BOFIT Weekly Review 2019/12

January-February figures show slowing Chinese economy



The National Bureau of Statistics reports industrial output growth slowed to 5.3 % y-o-y in the first two months of 2019 (over 7 % in the same period in 2018).

Retail sales rose by 7.1 % y-o-y in real terms during January-February. Although growth in online sales slowed, the value of goods and services sold online rose by 14 % y-o-y (37 % y-o-y in January-February 2018). Car sales, which represent about 10 % of retail sales, continued to contract as part of a trend that began last year. Apartment sales also slowed. Measured in terms of liveable floorspace, apartment sales in January-February declined by 4 % y-o-y.

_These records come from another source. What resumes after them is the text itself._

//! Runtime configuration assembled from the command line.

use std::time::Duration;

use camino::{Utf8Path, Utf8PathBuf};
use clap::ValueEnum;

use crate::cli::Cli;

/// Supported telemetry output formats.
#[derive(Clone, Copy, Debug, Default, Eq, PartialEq, ValueEnum)]
pub enum LogFormat {
    /// Human-readable single-line output.
    #[default]
    Compact,
    /// Structured JSON suitable for ingestion by logging stacks.
    Json,
}

/// Runtime settings for the agent process.
#[derive(Debug, Clone)]
pub struct Config {
    device_path: Utf8PathBuf,
    poll_interval: Duration,
    log_filter: String,
    log_format: LogFormat,
    sampler_seed: Option<u64>,
}

impl Config {
    /// Path of the scheduler character device.
    #[must_use]
    pub fn device_path(&self) -> &Utf8Path {
        &self.device_path
    }

    /// Sleep between polls while no task is available.
    #[must_use]
    pub fn poll_interval(&self) -> Duration {
        self.poll_interval
    }

    /// Filter expression handed to the telemetry subscriber.
    #[must_use]
    pub fn log_filter(&self) -> &str {
        &self.log_filter
    }

    /// Selected telemetry output format.
    #[must_use]
    pub fn log_format(&self) -> LogFormat {
        self.log_format
    }

    /// Fixed sampling seed, when reproducible runs were requested.
    #[must_use]
    pub fn sampler_seed(&self) -> Option<u64> {
        self.sampler_seed
    }
}

impl Default for Config {
    fn default() -> Self {
        Self {
            device_path: Utf8PathBuf::from("/dev/quantum"),
            poll_interval: Duration::from_millis(500),
            log_filter: "info".to_owned(),
            log_format: LogFormat::default(),
            sampler_seed: None,
        }
    }
}

impl From<Cli> for Config {
    fn from(cli: Cli) -> Self {
        let log_filter = match (cli.log_filter, cli.verbose) {
            (Some(filter), _) => filter,
            (None, true) => "debug".to_owned(),
            (None, false) => "info".to_owned(),
        };
        Self {
            device_path: cli.device,
            poll_interval: Duration::from_millis(cli.interval_ms),
            log_filter,
            log_format: cli.log_format,
            sampler_seed: cli.seed,
        }
    }
}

The unemployment rate rose from 5.1 % in January to 5.3 % in February (4.9 % in December). The shift is significant by Chinese standards; since January 2017, the official survey-based urban unemployment rate has held solidly in the 4.8–5.4 % range.

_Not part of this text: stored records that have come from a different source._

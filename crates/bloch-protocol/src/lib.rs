//! Wire contract between the execution agent and the scheduler device.
//!
//! The privileged scheduler hands out tasks and accepts results as
//! fixed-layout records crossing the kernel boundary through blocking control
//! requests. This crate pins that contract: the record definitions and their
//! byte-exact sizes, the startup validation that refuses to run a drifted
//! build, the permissive codec between records and owned task entities, and
//! the in-band error taxonomy reported back to the scheduler.
//!
//! Nothing here performs I/O; the daemon owns the device channel and feeds
//! records through [`decode_fetch`] and [`encode_commit`].

mod codec;
mod layout;
mod records;
mod task;

pub use codec::{decode_commit, decode_fetch, encode_commit};
pub use layout::{LayoutError, LayoutMismatch, verify_wire_layout};
pub use records::{
    CIRCUIT_BUF_LEN, COMMIT_RECORD_SIZE, COMMIT_REQUEST_CODE, CommitRecord, ERROR_INFO_LEN,
    FETCH_RECORD_SIZE, FETCH_REQUEST_CODE, FetchRecord, MAX_OUTCOMES, MAX_QUBITS, OUTCOME_KEY_LEN,
};
pub use task::{CommitResult, OutcomeEntry, TaskRequest, WireErrorCode};
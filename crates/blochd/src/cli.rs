//! Command-line surface for the execution agent.

use camino::Utf8PathBuf;
use clap::Parser;

use crate::config::LogFormat;

/// Userspace execution agent for the quantum task scheduler.
#[derive(Parser, Debug)]
#[command(name = "blochd", version, about)]
pub struct Cli {
    /// Path to the scheduler character device.
    #[arg(long, default_value = "/dev/quantum")]
    pub device: Utf8PathBuf,
    /// Idle poll interval in milliseconds.
    #[arg(long = "interval-ms", value_name = "MILLIS", default_value_t = 500)]
    pub interval_ms: u64,
    /// Lowers the log threshold to debug.
    #[arg(short, long)]
    pub verbose: bool,
    /// Telemetry output format.
    #[arg(long, value_enum, default_value_t = LogFormat::Compact)]
    pub log_format: LogFormat,
    /// Explicit log filter expression; overrides --verbose.
    #[arg(long, value_name = "FILTER")]
    pub log_filter: Option<String>,
    /// Fixed seed for measurement sampling; omit for a clock seed.
    #[arg(long, value_name = "SEED")]
    pub seed: Option<u64>,
}

#[cfg(test)]
mod tests {
    use super::*;

    #[test]
    fn defaults_apply_without_flags() {
        let cli = Cli::parse_from(["blochd"]);
        assert_eq!(cli.device, Utf8PathBuf::from("/dev/quantum"));
        assert_eq!(cli.interval_ms, 500);
        assert!(!cli.verbose);
        assert_eq!(cli.log_format, LogFormat::Compact);
        assert!(cli.log_filter.is_none());
        assert!(cli.seed.is_none());
    }

    #[test]
    fn flags_override_defaults() {
        let cli = Cli::parse_from([
            "blochd",
            "--device",
            "/dev/quantum1",
            "--interval-ms",
            "50",
            "--verbose",
            "--log-format",
            "json",
            "--seed",
            "17",
        ]);
        assert_eq!(cli.device, Utf8PathBuf::from("/dev/quantum1"));
        assert_eq!(cli.interval_ms, 50);
        assert!(cli.verbose);
        assert_eq!(cli.log_format, LogFormat::Json);
        assert_eq!(cli.seed, Some(17));
    }
}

Growth in the stock of bank lending continued to rise in January and February at 13 % y-o-y. Local governments accelerated their borrowing plans this year. In the January-February period, local government issued bonds worth 782 billion yuan (117 billion dollars).

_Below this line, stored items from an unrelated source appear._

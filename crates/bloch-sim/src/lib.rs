//! Local statevector simulation of OPENQASM 2.0 circuits.
//!
//! The execution agent treats simulation as an opaque collaborator: circuit
//! text and a shot count in, an outcome histogram out. [`Simulator`] is that
//! seam. [`StatevectorBackend`] is the bundled implementation, a dense
//! statevector engine with seedable measurement sampling sized for small
//! circuits; tests and alternative deployments substitute their own
//! implementations behind the same trait.

mod backend;
mod parser;
mod rng;
mod statevector;

pub use backend::StatevectorBackend;
pub use parser::ParseError;
pub use statevector::MAX_SIM_QUBITS;

use thiserror::Error;

/// A measured bit-string and the number of shots that produced it.
#[derive(Debug, Clone, PartialEq, Eq)]
pub struct OutcomeCount {
    /// Rendered classical bits, most significant first.
    pub key: String,
    pub count: u64,
}

/// Errors raised while executing a circuit.
#[derive(Debug, Error)]
pub enum SimulationError {
    /// The circuit text is not a valid program.
    #[error(transparent)]
    Parse(#[from] ParseError),
    /// The circuit parsed but could not be executed.
    #[error("{message}")]
    Backend {
        /// Human-readable description of the failure.
        message: String,
    },
}

/// Capability to execute a circuit and report measured outcomes.
///
/// Implementations append an implicit measure-everything step when the
/// circuit contains no measurement, and report outcomes in first-observed
/// order; callers impose their own ordering and truncation.
pub trait Simulator {
    /// Runs `source` for `shots` repetitions.
    fn simulate(&self, source: &str, shots: u32) -> Result<Vec<OutcomeCount>, SimulationError>;
}
//! Owned task entities decoded from and encoded into wire records.

use serde::{Deserialize, Serialize};

/// One runnable task, or one fragment of a split task, handed to the agent.
#[derive(Debug, Clone, PartialEq, Eq, Serialize, Deserialize)]
pub struct TaskRequest {
    /// Scheduler-assigned task identifier, always positive.
    pub qid: i32,
    /// Requested measurement repetitions.
    pub shots: i32,
    /// Qubit count declared by the submitter.
    pub num_qubits: i32,
    /// Circuit depth declared by the submitter.
    pub circuit_depth: i32,
    /// Whether the submitter asked for error mitigation.
    pub error_mitigation: bool,
    /// Circuit text, decoded permissively from the wire buffer.
    pub circuit_source: String,
    /// True when this request is one fragment of a split task.
    pub need_split: bool,
    /// Fragment position within the parent task.
    pub sub_index: i32,
    /// Total fragments the parent task was split into.
    pub num_sub_circuits: i32,
}

/// A measured bit-string and its occurrence count.
#[derive(Debug, Clone, PartialEq, Eq, Serialize, Deserialize)]
pub struct OutcomeEntry {
    pub key: String,
    pub count: i32,
}

/// In-band failure classification reported to the scheduler.
///
/// The raw values are part of the kernel contract and round-trip through
/// [`as_raw`](Self::as_raw) and [`from_raw`](Self::from_raw).
#[derive(Debug, Clone, Copy, Default, PartialEq, Eq, Serialize, Deserialize)]
#[serde(rename_all = "snake_case")]
pub enum WireErrorCode {
    /// Execution succeeded.
    #[default]
    None,
    /// The circuit text failed to parse.
    CompileFail,
    /// The circuit parsed but execution failed.
    BackendFail,
}

impl WireErrorCode {
    /// Wire value of this classification.
    #[must_use]
    pub const fn as_raw(self) -> i32 {
        match self {
            Self::None => 0,
            Self::CompileFail => 4,
            Self::BackendFail => 6,
        }
    }

    /// Maps a wire value back to its classification.
    #[must_use]
    pub const fn from_raw(raw: i32) -> Option<Self> {
        match raw {
            0 => Some(Self::None),
            4 => Some(Self::CompileFail),
            6 => Some(Self::BackendFail),
            _ => None,
        }
    }
}

/// Execution result for one task or fragment, ready to encode.
///
/// `qid`, `shots`, `need_split`, and `sub_index` echo the fetched request on
/// success and failure alike; the scheduler correlates fragment results by
/// `(qid, sub_index)`.
#[derive(Debug, Clone, PartialEq, Eq, Serialize, Deserialize)]
pub struct CommitResult {
    pub qid: i32,
    pub shots: i32,
    pub success: bool,
    /// Histogram entries, count-descending, at most [`crate::MAX_OUTCOMES`].
    pub outcomes: Vec<OutcomeEntry>,
    pub error_code: WireErrorCode,
    /// Human-readable failure description; empty on success.
    pub error_info: String,
    pub need_split: bool,
    pub sub_index: i32,
}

Real growth in fixed asset investment (FAI) for January-February was estimated at about 2–3 %. Growth in infrastructure investment slowed significantly from the first two months of 2018. This slowdown was also apparent in construction. The NBS reports that new building starts rose by 3 % y-o-y in January-February, the lowest pace of growth since the series was first released in 2004. Chinese investment figures should be taken with a large grain of salt, however, as many series published at the moment only indicate nominal cumulative (year-to-date) growth. Yuan-denominated series have been discontinued. The FAI figures are also odds with China’s national accounts figures.